_Aim of the exercise_: Your task is to copy the stretch of lines in the records below that begins with the line containing "use tokio::sync::Semaphore;" and ends with the line containing "name; any other", exactly as written, with nothing added.

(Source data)
>>>

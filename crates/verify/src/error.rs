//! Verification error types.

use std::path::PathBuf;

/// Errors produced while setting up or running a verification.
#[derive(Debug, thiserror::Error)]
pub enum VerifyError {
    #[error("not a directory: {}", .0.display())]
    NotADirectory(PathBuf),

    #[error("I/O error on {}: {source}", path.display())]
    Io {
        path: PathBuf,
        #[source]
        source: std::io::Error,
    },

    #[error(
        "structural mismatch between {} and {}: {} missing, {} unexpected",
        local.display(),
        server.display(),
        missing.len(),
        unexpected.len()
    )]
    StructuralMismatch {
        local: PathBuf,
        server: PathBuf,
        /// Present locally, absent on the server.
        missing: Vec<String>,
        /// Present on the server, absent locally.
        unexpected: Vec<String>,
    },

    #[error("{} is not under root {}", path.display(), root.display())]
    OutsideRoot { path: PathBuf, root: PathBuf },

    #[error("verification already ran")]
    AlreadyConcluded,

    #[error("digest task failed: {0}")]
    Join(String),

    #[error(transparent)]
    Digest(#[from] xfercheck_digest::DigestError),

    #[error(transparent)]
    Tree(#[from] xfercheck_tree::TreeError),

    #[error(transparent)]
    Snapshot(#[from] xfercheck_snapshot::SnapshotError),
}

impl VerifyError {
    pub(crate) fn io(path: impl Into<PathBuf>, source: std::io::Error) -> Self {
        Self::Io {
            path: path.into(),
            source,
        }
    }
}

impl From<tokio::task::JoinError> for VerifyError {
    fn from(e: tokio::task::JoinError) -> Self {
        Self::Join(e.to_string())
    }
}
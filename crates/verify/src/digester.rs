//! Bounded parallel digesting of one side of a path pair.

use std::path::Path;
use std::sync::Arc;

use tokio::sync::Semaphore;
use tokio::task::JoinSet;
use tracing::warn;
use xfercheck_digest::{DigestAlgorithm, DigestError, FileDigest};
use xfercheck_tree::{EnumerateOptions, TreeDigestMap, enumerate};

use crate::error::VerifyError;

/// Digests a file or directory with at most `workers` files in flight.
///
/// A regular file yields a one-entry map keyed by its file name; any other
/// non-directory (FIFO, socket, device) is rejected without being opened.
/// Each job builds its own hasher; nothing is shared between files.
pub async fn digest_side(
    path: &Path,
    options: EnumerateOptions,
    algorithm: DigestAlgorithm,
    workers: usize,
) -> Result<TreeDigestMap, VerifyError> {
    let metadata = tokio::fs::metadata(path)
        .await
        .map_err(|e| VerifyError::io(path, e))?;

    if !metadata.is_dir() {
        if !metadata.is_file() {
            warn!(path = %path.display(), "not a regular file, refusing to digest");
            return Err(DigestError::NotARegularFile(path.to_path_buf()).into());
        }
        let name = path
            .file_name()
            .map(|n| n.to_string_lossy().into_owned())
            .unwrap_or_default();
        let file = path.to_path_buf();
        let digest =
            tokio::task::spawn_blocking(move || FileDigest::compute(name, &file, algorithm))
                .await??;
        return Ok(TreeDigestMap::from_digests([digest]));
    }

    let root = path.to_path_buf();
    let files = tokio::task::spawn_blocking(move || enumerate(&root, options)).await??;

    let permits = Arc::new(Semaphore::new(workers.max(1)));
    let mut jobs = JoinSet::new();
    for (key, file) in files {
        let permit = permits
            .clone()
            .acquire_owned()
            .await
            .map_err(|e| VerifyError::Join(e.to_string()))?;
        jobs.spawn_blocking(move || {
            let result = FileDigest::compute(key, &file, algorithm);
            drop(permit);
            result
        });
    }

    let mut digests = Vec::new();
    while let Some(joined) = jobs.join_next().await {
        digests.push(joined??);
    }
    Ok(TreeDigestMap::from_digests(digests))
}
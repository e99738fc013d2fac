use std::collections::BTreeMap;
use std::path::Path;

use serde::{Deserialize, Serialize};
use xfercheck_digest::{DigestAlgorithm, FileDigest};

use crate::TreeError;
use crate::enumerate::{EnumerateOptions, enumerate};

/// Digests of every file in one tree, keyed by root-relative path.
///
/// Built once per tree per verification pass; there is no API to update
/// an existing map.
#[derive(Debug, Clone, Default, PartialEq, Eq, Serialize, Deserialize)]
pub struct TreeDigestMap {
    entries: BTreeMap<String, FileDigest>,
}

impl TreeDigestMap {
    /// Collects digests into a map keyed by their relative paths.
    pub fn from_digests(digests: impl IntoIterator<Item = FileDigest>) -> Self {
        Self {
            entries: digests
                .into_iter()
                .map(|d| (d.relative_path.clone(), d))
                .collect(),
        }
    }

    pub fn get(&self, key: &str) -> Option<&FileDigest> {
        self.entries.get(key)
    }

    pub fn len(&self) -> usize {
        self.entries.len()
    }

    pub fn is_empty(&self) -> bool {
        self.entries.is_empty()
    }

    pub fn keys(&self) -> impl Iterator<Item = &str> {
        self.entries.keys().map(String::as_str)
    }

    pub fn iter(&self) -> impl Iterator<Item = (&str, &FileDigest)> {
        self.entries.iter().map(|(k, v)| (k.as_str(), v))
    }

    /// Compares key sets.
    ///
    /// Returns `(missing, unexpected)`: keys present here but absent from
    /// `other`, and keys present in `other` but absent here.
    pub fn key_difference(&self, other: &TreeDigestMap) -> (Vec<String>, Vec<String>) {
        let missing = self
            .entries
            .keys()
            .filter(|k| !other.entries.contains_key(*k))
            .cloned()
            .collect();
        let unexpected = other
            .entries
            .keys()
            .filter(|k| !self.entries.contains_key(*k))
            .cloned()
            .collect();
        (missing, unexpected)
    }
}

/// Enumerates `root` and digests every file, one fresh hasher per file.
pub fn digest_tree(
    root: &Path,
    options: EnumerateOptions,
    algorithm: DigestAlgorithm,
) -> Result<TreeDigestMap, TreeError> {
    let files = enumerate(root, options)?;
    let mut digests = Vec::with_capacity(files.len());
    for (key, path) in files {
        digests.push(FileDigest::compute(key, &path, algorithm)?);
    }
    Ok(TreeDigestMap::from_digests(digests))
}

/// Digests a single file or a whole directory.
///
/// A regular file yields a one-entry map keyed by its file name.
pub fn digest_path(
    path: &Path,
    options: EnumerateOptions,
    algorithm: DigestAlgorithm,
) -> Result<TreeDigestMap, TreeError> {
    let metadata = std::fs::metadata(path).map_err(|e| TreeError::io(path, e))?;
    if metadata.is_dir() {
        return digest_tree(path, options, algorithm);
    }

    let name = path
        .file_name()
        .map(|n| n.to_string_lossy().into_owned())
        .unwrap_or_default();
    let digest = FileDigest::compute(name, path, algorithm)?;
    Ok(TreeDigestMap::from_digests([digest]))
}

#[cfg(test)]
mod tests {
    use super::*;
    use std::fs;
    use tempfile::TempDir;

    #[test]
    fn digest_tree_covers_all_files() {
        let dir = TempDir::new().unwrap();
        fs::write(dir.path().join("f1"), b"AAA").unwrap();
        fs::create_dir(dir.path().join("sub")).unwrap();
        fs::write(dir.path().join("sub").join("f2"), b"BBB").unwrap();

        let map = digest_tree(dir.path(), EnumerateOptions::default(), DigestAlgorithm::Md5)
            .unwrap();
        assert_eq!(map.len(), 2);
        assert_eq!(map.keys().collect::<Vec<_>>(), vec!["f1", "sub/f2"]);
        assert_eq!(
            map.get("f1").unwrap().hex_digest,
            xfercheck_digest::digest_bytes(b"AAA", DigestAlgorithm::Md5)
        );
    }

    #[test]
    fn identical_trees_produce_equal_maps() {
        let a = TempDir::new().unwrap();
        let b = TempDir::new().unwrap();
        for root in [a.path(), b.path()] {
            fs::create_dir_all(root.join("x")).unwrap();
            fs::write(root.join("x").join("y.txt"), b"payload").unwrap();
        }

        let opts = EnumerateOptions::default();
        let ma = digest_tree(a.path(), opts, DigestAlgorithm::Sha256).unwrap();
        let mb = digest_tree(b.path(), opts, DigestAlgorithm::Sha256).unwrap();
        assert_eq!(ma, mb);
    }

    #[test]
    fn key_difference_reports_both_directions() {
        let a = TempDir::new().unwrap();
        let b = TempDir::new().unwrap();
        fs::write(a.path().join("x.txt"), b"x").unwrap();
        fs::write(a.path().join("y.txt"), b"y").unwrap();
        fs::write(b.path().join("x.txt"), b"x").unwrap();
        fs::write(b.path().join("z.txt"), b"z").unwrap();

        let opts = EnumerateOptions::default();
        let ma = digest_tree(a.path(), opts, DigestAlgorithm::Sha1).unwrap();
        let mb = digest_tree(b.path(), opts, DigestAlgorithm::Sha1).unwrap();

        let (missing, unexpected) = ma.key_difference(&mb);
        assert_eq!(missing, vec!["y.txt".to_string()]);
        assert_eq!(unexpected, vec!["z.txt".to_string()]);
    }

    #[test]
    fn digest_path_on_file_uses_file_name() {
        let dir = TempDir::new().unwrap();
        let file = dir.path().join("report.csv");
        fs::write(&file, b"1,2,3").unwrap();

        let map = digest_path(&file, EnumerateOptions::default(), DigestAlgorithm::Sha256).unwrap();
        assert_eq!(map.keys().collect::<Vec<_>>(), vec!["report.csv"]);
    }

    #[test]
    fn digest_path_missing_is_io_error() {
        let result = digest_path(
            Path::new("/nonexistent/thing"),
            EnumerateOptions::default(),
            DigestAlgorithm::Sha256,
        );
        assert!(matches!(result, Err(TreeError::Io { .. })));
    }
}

<<<

_Task result_:
use tokio::sync::Semaphore;
use tokio::task::JoinSet;
use tracing::warn;
use xfercheck_digest::{DigestAlgorithm, DigestError, FileDigest};
use xfercheck_tree::{EnumerateOptions, TreeDigestMap, enumerate};

use crate::error::VerifyError;

/// Digests a file or directory with at most `workers` files in flight.
///
/// A regular file yields a one-entry map keyed by its file name; any other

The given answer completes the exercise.